## SUPPLIED DATA
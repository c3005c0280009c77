//! Discover command - rank authors by collaborator repeat rate

use super::Session;
use anyhow::Result;
use dindex::discovery::find_showcase_authors;
use dindex::reporters::{self, OutputFormat};

pub fn run(session: &Session, format: OutputFormat) -> Result<()> {
    let showcase = find_showcase_authors(&session.store, session.workers)?;
    print!("{}", reporters::render_discovery(showcase.as_ref(), format)?);
    if format == OutputFormat::Json {
        println!();
    }
    Ok(())
}
//! Configuration module for D-Index
//!
//! This module handles:
//! - Project-level configuration (dindex.toml / .dindexrc.json)
//! - Scoring tunables and categorical weights
//! - Record store and graph settings
//! - CLI defaults

mod project_config;

pub use project_config::{
    load_config_file, load_project_config, CategoricalWeights, CliDefaults, GraphConfig,
    ProjectConfig, RecordsConfig, ScoringConfig, CONFIG_FILE_NAMES,
};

## TASK STATEMENT
Wherever a line holds the word "OutputFormat", copy that line out of the entries above.

## SOLUTION TO THE PROBLEM
use dindex::reporters::{self, OutputFormat};
pub fn run(session: &Session, format: OutputFormat) -> Result<()> {
    if format == OutputFormat::Json {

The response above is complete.